>>
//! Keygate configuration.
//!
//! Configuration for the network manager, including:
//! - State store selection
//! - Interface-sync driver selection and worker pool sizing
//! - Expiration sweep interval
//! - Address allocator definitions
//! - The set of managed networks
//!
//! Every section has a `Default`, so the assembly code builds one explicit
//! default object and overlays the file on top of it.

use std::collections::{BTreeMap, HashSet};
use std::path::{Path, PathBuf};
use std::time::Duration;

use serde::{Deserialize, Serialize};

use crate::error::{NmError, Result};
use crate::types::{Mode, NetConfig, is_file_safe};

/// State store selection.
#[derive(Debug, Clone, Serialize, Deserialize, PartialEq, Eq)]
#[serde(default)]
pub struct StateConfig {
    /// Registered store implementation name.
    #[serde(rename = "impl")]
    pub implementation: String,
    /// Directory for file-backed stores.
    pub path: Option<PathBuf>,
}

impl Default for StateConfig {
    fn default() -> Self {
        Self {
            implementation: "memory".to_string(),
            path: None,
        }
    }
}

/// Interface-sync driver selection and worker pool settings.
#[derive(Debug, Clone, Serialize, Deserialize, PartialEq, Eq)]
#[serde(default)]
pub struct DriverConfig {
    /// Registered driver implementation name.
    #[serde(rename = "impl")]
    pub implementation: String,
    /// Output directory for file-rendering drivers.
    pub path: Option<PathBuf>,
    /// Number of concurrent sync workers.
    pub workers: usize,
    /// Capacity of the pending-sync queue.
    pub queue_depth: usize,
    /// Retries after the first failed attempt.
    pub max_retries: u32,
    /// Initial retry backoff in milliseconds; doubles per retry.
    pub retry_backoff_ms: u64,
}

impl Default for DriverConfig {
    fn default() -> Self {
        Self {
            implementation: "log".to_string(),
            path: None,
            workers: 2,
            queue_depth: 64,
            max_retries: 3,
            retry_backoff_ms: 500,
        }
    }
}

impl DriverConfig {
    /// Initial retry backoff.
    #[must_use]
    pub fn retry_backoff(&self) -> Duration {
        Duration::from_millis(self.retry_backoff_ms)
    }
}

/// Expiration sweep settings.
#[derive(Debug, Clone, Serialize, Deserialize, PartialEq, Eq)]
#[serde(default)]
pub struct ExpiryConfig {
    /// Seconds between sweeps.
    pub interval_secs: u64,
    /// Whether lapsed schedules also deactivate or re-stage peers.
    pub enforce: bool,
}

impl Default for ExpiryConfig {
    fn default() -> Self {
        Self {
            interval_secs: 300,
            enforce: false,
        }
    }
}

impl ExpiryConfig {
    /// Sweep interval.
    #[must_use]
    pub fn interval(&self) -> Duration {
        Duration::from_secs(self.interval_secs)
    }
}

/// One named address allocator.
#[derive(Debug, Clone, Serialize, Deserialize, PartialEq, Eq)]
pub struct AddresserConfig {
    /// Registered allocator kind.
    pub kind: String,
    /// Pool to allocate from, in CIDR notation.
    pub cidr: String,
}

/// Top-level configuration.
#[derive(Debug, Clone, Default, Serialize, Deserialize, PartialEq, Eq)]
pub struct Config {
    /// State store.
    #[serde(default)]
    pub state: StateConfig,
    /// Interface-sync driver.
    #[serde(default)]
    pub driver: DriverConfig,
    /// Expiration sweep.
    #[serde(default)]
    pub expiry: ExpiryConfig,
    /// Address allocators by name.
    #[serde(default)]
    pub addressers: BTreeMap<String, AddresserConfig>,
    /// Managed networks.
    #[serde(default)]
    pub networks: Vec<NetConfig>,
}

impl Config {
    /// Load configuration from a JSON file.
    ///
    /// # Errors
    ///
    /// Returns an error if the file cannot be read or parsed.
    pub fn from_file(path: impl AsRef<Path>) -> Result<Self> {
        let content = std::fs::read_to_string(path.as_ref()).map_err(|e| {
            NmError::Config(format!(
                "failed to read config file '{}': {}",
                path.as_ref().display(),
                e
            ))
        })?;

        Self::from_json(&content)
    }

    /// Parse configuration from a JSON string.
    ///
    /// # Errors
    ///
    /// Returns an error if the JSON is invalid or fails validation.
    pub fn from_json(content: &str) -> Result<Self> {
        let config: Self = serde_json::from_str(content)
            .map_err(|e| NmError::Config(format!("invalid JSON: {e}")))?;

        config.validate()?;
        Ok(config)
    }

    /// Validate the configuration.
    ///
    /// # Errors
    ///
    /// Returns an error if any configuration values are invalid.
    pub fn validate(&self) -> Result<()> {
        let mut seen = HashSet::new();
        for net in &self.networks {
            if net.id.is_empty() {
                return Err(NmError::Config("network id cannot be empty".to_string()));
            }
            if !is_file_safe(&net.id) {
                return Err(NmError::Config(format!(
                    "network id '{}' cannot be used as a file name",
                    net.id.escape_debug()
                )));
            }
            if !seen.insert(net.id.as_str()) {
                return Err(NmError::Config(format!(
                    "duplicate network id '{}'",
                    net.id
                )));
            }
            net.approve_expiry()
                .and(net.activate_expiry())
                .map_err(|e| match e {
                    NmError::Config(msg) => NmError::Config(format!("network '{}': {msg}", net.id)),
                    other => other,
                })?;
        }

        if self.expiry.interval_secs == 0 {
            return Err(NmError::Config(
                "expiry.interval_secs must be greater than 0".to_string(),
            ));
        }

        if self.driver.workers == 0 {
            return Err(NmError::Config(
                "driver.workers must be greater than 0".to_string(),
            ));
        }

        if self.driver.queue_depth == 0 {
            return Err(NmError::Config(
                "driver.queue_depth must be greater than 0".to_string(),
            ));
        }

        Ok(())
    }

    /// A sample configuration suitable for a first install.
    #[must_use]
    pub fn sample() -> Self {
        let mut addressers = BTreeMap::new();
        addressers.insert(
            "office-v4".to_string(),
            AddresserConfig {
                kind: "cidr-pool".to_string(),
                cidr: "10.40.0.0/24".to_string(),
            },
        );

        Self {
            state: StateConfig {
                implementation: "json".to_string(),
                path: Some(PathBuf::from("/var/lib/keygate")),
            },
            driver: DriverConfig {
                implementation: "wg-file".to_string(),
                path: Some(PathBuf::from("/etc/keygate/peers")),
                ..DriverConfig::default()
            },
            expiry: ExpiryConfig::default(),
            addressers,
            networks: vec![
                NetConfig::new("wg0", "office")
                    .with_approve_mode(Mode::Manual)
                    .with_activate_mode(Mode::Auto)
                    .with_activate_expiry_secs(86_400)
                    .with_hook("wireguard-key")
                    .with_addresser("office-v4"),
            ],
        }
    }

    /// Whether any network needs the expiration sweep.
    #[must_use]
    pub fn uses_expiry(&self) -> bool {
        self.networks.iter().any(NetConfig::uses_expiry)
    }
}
<<
**Task instructions:**
A faithful, word-for-word transcript of the material above is the required answer.

**Answer section:**
//! Keygate configuration.
//!
//! Configuration for the network manager, including:
//! - State store selection
//! - Interface-sync driver selection and worker pool sizing
//! - Expiration sweep interval
//! - Address allocator definitions
//! - The set of managed networks
//!
//! Every section has a `Default`, so the assembly code builds one explicit
//! default object and overlays the file on top of it.

use std::collections::{BTreeMap, HashSet};
use std::path::{Path, PathBuf};
use std::time::Duration;

use serde::{Deserialize, Serialize};

use crate::error::{NmError, Result};
use crate::types::{Mode, NetConfig, is_file_safe};

/// State store selection.
#[derive(Debug, Clone, Serialize, Deserialize, PartialEq, Eq)]
#[serde(default)]
pub struct StateConfig {
    /// Registered store implementation name.
    #[serde(rename = "impl")]
    pub implementation: String,
    /// Directory for file-backed stores.
    pub path: Option<PathBuf>,
}

impl Default for StateConfig {
    fn default() -> Self {
        Self {
            implementation: "memory".to_string(),
            path: None,
        }
    }
}

/// Interface-sync driver selection and worker pool settings.
#[derive(Debug, Clone, Serialize, Deserialize, PartialEq, Eq)]
#[serde(default)]
pub struct DriverConfig {
    /// Registered driver implementation name.
    #[serde(rename = "impl")]
    pub implementation: String,
    /// Output directory for file-rendering drivers.
    pub path: Option<PathBuf>,
    /// Number of concurrent sync workers.
    pub workers: usize,
    /// Capacity of the pending-sync queue.
    pub queue_depth: usize,
    /// Retries after the first failed attempt.
    pub max_retries: u32,
    /// Initial retry backoff in milliseconds; doubles per retry.
    pub retry_backoff_ms: u64,
}

impl Default for DriverConfig {
    fn default() -> Self {
        Self {
            implementation: "log".to_string(),
            path: None,
            workers: 2,
            queue_depth: 64,
            max_retries: 3,
            retry_backoff_ms: 500,
        }
    }
}

impl DriverConfig {
    /// Initial retry backoff.
    #[must_use]
    pub fn retry_backoff(&self) -> Duration {
        Duration::from_millis(self.retry_backoff_ms)
    }
}

/// Expiration sweep settings.
#[derive(Debug, Clone, Serialize, Deserialize, PartialEq, Eq)]
#[serde(default)]
pub struct ExpiryConfig {
    /// Seconds between sweeps.
    pub interval_secs: u64,
    /// Whether lapsed schedules also deactivate or re-stage peers.
    pub enforce: bool,
}

impl Default for ExpiryConfig {
    fn default() -> Self {
        Self {
            interval_secs: 300,
            enforce: false,
        }
    }
}

impl ExpiryConfig {
    /// Sweep interval.
    #[must_use]
    pub fn interval(&self) -> Duration {
        Duration::from_secs(self.interval_secs)
    }
}

/// One named address allocator.
#[derive(Debug, Clone, Serialize, Deserialize, PartialEq, Eq)]
pub struct AddresserConfig {
    /// Registered allocator kind.
    pub kind: String,
    /// Pool to allocate from, in CIDR notation.
    pub cidr: String,
}

/// Top-level configuration.
#[derive(Debug, Clone, Default, Serialize, Deserialize, PartialEq, Eq)]
pub struct Config {
    /// State store.
    #[serde(default)]
    pub state: StateConfig,
    /// Interface-sync driver.
    #[serde(default)]
    pub driver: DriverConfig,
    /// Expiration sweep.
    #[serde(default)]
    pub expiry: ExpiryConfig,
    /// Address allocators by name.
    #[serde(default)]
    pub addressers: BTreeMap<String, AddresserConfig>,
    /// Managed networks.
    #[serde(default)]
    pub networks: Vec<NetConfig>,
}

impl Config {
    /// Load configuration from a JSON file.
    ///
    /// # Errors
    ///
    /// Returns an error if the file cannot be read or parsed.
    pub fn from_file(path: impl AsRef<Path>) -> Result<Self> {
        let content = std::fs::read_to_string(path.as_ref()).map_err(|e| {
            NmError::Config(format!(
                "failed to read config file '{}': {}",
                path.as_ref().display(),
                e
            ))
        })?;

        Self::from_json(&content)
    }

    /// Parse configuration from a JSON string.
    ///
    /// # Errors
    ///
    /// Returns an error if the JSON is invalid or fails validation.
    pub fn from_json(content: &str) -> Result<Self> {
        let config: Self = serde_json::from_str(content)
            .map_err(|e| NmError::Config(format!("invalid JSON: {e}")))?;

        config.validate()?;
        Ok(config)
    }

    /// Validate the configuration.
    ///
    /// # Errors
    ///
    /// Returns an error if any configuration values are invalid.
    pub fn validate(&self) -> Result<()> {
        let mut seen = HashSet::new();
        for net in &self.networks {
            if net.id.is_empty() {
                return Err(NmError::Config("network id cannot be empty".to_string()));
            }
            if !is_file_safe(&net.id) {
                return Err(NmError::Config(format!(
                    "network id '{}' cannot be used as a file name",
                    net.id.escape_debug()
                )));
            }
            if !seen.insert(net.id.as_str()) {
                return Err(NmError::Config(format!(
                    "duplicate network id '{}'",
                    net.id
                )));
            }
            net.approve_expiry()
                .and(net.activate_expiry())
                .map_err(|e| match e {
                    NmError::Config(msg) => NmError::Config(format!("network '{}': {msg}", net.id)),
                    other => other,
                })?;
        }

        if self.expiry.interval_secs == 0 {
            return Err(NmError::Config(
                "expiry.interval_secs must be greater than 0".to_string(),
            ));
        }

        if self.driver.workers == 0 {
            return Err(NmError::Config(
                "driver.workers must be greater than 0".to_string(),
            ));
        }

        if self.driver.queue_depth == 0 {
            return Err(NmError::Config(
                "driver.queue_depth must be greater than 0".to_string(),
            ));
        }

        Ok(())
    }

    /// A sample configuration suitable for a first install.
    #[must_use]
    pub fn sample() -> Self {
        let mut addressers = BTreeMap::new();
        addressers.insert(
            "office-v4".to_string(),
            AddresserConfig {
                kind: "cidr-pool".to_string(),
                cidr: "10.40.0.0/24".to_string(),
            },
        );

        Self {
            state: StateConfig {
                implementation: "json".to_string(),
                path: Some(PathBuf::from("/var/lib/keygate")),
            },
            driver: DriverConfig {
                implementation: "wg-file".to_string(),
                path: Some(PathBuf::from("/etc/keygate/peers")),
                ..DriverConfig::default()
            },
            expiry: ExpiryConfig::default(),
            addressers,
            networks: vec![
                NetConfig::new("wg0", "office")
                    .with_approve_mode(Mode::Manual)
                    .with_activate_mode(Mode::Auto)
                    .with_activate_expiry_secs(86_400)
                    .with_hook("wireguard-key")
                    .with_addresser("office-v4"),
            ],
        }
    }

    /// Whether any network needs the expiration sweep.
    #[must_use]
    pub fn uses_expiry(&self) -> bool {
        self.networks.iter().any(NetConfig::uses_expiry)
    }
}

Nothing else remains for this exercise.